简体   繁体   English

计算列表中字符串中元素的出现次数?

[英]Count occurrences of elements in string from a list?

I'm trying to count the number of occurrences of verbal contractions in some speeches I've gathered. 我试图在我收集到的一些讲话中计算发生口头收缩的次数。 One particular speech looks like this: 一个特定的演讲如下:

speech = "I've changed the path of the economy, and I've increased jobs in our own
home state.
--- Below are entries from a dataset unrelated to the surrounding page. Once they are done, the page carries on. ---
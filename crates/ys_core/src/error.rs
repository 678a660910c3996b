use crate::models::{PlayerId, SkillKey};
use thiserror::Error;

#[derive(Error, Debug, Clone, PartialEq, Eq)]
pub enum AdvisorError {
    #[error("Focus player not in roster: {0}")]
    InvalidFocusPlayer(PlayerId),

    #[error("Focus player {player} has no training headroom for {skill:?}")]
    FocusAlreadyMaxed { player: PlayerId, skill: SkillKey },

    #[error("Nothing to reveal for player {player}: {skill:?} is already known")]
    AlreadyKnown { player: PlayerId, skill: SkillKey },

    #[error("Roster is empty")]
    EmptyRoster,
}

impl AdvisorError {
    /// All advisor errors are recoverable: the caller re-prompts the user
    /// for a different focus/skill pair instead of aborting.
    pub fn is_recoverable(&self) -> bool {
        true
    }
}

pub type Result<T> = std::result::Result<T, AdvisorError>;
use super::assignment::Assignment;
use crate::lineup::SlotPlan;
use crate::models::{PlayerId, SkillKey};
use crate::ranking::{Category, RankedEntry};
use serde::{Deserialize, Serialize};

/// Per-skill top training candidate, as considered during focus-player
/// selection.
#[derive(Debug, Clone, Copy, PartialEq, Eq, Serialize, Deserialize)]
pub struct FocusCandidate {
    pub player_id: PlayerId,
    pub skill: SkillKey,
    pub category: Category,
    pub score: i16,
    pub age_days: u32,
}

/// Diagnostic trace of one optimizer call.
///
/// Captures everything needed to reconstruct the "why" of every
/// placement. Reproducible byte-for-byte from the same inputs; the
/// serialization determinism test relies on that.
#[derive(Debug, Clone, PartialEq, Serialize, Deserialize)]
pub struct OptimizerDebug {
    pub focus_player_id: PlayerId,
    pub primary_skill: SkillKey,
    pub secondary_skill: SkillKey,
    /// True when the (focus, primary, secondary) triple came from
    /// auto-selection unmodified; a user override clears it.
    pub auto_selected: bool,
    pub focus_candidates: Vec<FocusCandidate>,
    pub primary_ranking: Vec<RankedEntry>,
    pub secondary_ranking: Vec<RankedEntry>,
    pub plan: SlotPlan,
}

/// Assignment plus its diagnostic trace.
#[derive(Debug, Clone, PartialEq, Serialize, Deserialize)]
pub struct LineupResult {
    pub assignment: Assignment,
    pub debug: OptimizerDebug,
}

impl LineupResult {
    /// All-slots-empty result for the trivial roster.
    pub(crate) fn empty(
        focus_player_id: PlayerId,
        primary: SkillKey,
        secondary: SkillKey,
        auto_selected: bool,
    ) -> Self {
        LineupResult {
            assignment: Assignment::new(),
            debug: OptimizerDebug {
                focus_player_id,
                primary_skill: primary,
                secondary_skill: secondary,
                auto_selected,
                focus_candidates: Vec::new(),
                primary_ranking: Vec::new(),
                secondary_ranking: Vec::new(),
                plan: SlotPlan::for_skills(primary, secondary),
            },
        }
    }
}
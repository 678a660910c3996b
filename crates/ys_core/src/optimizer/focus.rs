use super::debug::LineupResult;
use super::fill::{build_lineup, FocusSlotRule};
use crate::error::{AdvisorError, Result};
use crate::lineup::SlotPlan;
use crate::models::{Player, PlayerId, SkillKey};
use crate::ranking::TrainingPolicy;

/// Build a full lineup that maximizes simultaneous training coverage of
/// the primary and secondary skills around the focus player.
///
/// The focus player takes the best dual-coverage slot; every other slot
/// is filled greedily from the skill rankings, full-weight slots first,
/// with a general fallback for slots outside the training topology. An
/// empty roster yields an all-empty assignment, not an error.
pub fn optimize_for_focus(
    players: &[Player],
    focus_player_id: PlayerId,
    primary_skill: SkillKey,
    secondary_skill: SkillKey,
    auto_selected: bool,
    policy: &TrainingPolicy,
) -> Result<LineupResult> {
    if players.is_empty() {
        return Ok(LineupResult::empty(focus_player_id, primary_skill, secondary_skill, auto_selected));
    }

    let focus = players
        .iter()
        .find(|p| p.id == focus_player_id)
        .ok_or(AdvisorError::InvalidFocusPlayer(focus_player_id))?;

    let plan = SlotPlan::for_skills(primary_skill, secondary_skill);
    Ok(build_lineup(players, focus, &plan, auto_selected, policy, FocusSlotRule::BestCoverage, None))
}

#[cfg(test)]
mod tests {
    use super::*;
    use crate::lineup::Slot;
    use crate::models::{Age, SkillObservation, SkillSheet};

    fn player(id: PlayerId, skills: SkillSheet) -> Player {
        Player { id, name: format!("P{id}"), age: Age::new(15, 0), specialty: None, skills }
    }

    fn scoring_player(id: PlayerId, current: u8) -> Player {
        let mut skills = SkillSheet::default();
        skills.set(SkillKey::Scoring, SkillObservation::observe(Some(current), Some(8)));
        player(id, skills)
    }

    #[test]
    fn test_unknown_focus_player_is_an_error() {
        let roster = vec![scoring_player(1, 2)];
        let result = optimize_for_focus(
            &roster,
            99,
            SkillKey::Scoring,
            SkillKey::Passing,
            false,
            &TrainingPolicy::default(),
        );
        assert_eq!(result.unwrap_err(), AdvisorError::InvalidFocusPlayer(99));
    }

    #[test]
    fn test_empty_roster_yields_empty_assignment() {
        let result = optimize_for_focus(
            &[],
            1,
            SkillKey::Scoring,
            SkillKey::Passing,
            false,
            &TrainingPolicy::default(),
        )
        .unwrap();
        assert!(result.assignment.is_empty());
        assert!(result.debug.primary_ranking.is_empty());
    }

    #[test]
    fn test_focus_lands_on_dual_coverage_slot() {
        let roster: Vec<Player> = (1..=4).map(|i| scoring_player(i, i as u8)).collect();
        let result = optimize_for_focus(
            &roster,
            3,
            SkillKey::Scoring,
            SkillKey::Passing,
            false,
            &TrainingPolicy::default(),
        )
        .unwrap();
        // Forwards train both scoring (full) and passing (full)
        assert_eq!(result.assignment.player_at(Slot::ForwardRight), Some(3));
    }

    #[test]
    fn test_no_player_placed_twice() {
        let roster: Vec<Player> = (1..=6).map(|i| scoring_player(i, (i % 5) as u8)).collect();
        let result = optimize_for_focus(
            &roster,
            1,
            SkillKey::Scoring,
            SkillKey::Scoring,
            false,
            &TrainingPolicy::default(),
        )
        .unwrap();
        let mut ids = result.assignment.assigned_players();
        ids.sort_unstable();
        let before = ids.len();
        ids.dedup();
        assert_eq!(ids.len(), before, "a player appears in two slots");
    }

    #[test]
    fn test_debug_records_selection_and_plan() {
        let roster = vec![scoring_player(1, 2), scoring_player(2, 3)];
        let result = optimize_for_focus(
            &roster,
            2,
            SkillKey::Scoring,
            SkillKey::Playmaking,
            true,
            &TrainingPolicy::default(),
        )
        .unwrap();
        let debug = &result.debug;
        assert_eq!(debug.focus_player_id, 2);
        assert_eq!(debug.primary_skill, SkillKey::Scoring);
        assert_eq!(debug.secondary_skill, SkillKey::Playmaking);
        assert!(debug.auto_selected);
        assert_eq!(debug.plan.primary_full, vec![Slot::ForwardRight, Slot::ForwardLeft]);
        assert_eq!(debug.primary_ranking.len(), 2);
    }
}
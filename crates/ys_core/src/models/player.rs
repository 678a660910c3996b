use super::skill::SkillSheet;
use serde::{Deserialize, Serialize};

/// Provider-issued player identifier. Opaque; unique within one roster
/// snapshot.
pub type PlayerId = u32;

/// In-game years run on a fixed day count, not the calendar.
pub const DAYS_PER_YEAR: u16 = 112;

/// Players leave the youth squad once they turn this old.
pub const PROMOTION_AGE_YEARS: u8 = 17;

/// Two-field age: whole years plus a sub-year day counter.
///
/// Kept as two fields because promotion eligibility and the ranking
/// tiebreak both work in whole days of a fixed-length year.
#[derive(Debug, Clone, Copy, PartialEq, Eq, Serialize, Deserialize)]
pub struct Age {
    pub years: u8,
    pub days: u16,
}

impl Age {
    /// Build an age, folding overflowing day counters into years.
    pub fn new(years: u8, days: u16) -> Self {
        let extra = days / DAYS_PER_YEAR;
        Age {
            years: years.saturating_add(extra as u8),
            days: days % DAYS_PER_YEAR,
        }
    }

    pub fn total_days(&self) -> u32 {
        self.years as u32 * DAYS_PER_YEAR as u32 + self.days as u32
    }

    /// Old enough to be pulled up to the senior squad.
    pub fn is_promotable(&self) -> bool {
        self.years >= PROMOTION_AGE_YEARS
    }
}

impl PartialOrd for Age {
    fn partial_cmp(&self, other: &Self) -> Option<std::cmp::Ordering> {
        Some(self.cmp(other))
    }
}

impl Ord for Age {
    fn cmp(&self, other: &Self) -> std::cmp::Ordering {
        self.total_days().cmp(&other.total_days())
    }
}

/// Specialty tag reported by the scouting provider. Low cardinality,
/// closed set; absent when scouting has not revealed it yet.
#[derive(Debug, Clone, Copy, PartialEq, Eq, Hash, Serialize, Deserialize)]
#[serde(rename_all = "snake_case")]
pub enum Specialty {
    Technical,
    Quick,
    Powerful,
    Unpredictable,
    Head,
    Regainer,
    Support,
}

impl Specialty {
    pub fn display_name(&self) -> &'static str {
        match self {
            Specialty::Technical => "Technical",
            Specialty::Quick => "Quick",
            Specialty::Powerful => "Powerful",
            Specialty::Unpredictable => "Unpredictable",
            Specialty::Head => "Head",
            Specialty::Regainer => "Regainer",
            Specialty::Support => "Support",
        }
    }
}

/// One youth player as seen in a roster snapshot.
///
/// Snapshots are immutable for the duration of one optimizer call; the
/// advisor never mutates a player.
#[derive(Debug, Clone, PartialEq, Serialize, Deserialize)]
pub struct Player {
    pub id: PlayerId,
    pub name: String,
    pub age: Age,
    #[serde(default)]
    pub specialty: Option<Specialty>,
    #[serde(default)]
    pub skills: SkillSheet,
}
We're headed in the right direction - you've all been a great help."

So, in this case, I'd like to count four (4) contractions. 因此,在这种情况下,我想计算四(4)次收缩。 I have a list of contractions, and here are some of the first few terms: 我有一个宫缩清单,以下是前几个名词:

contractions = {"ain't": "am not; are not; is not; has not; have not",
"aren't": "are not; am not",
"can't": "cannot",...}

My code looks something like this, to begin with: 我的代码如下所示:

count = 0
for word in speech:
    if word in contractions:
        count = count + 1
print count

I'm not getting anywhere with this, however, as the code's iterating over every single letter, as opposed to whole words. 但是,我对此一无所知,因为代码遍历每个字母而不是整个单词。

Use str.split() to split your string on whitespace: 使用str.split()str.split()分割字符串:

for word in speech.split():

This will split on arbitrary whitespace ; 这将在任意空格上分割; this means spaces, tabs, newlines, and a few more exotic whitespace characters, and any number of them in a row. 这意味着空格,制表符,换行符以及其他一些奇异的空白字符,并且它们可以连续任意数量。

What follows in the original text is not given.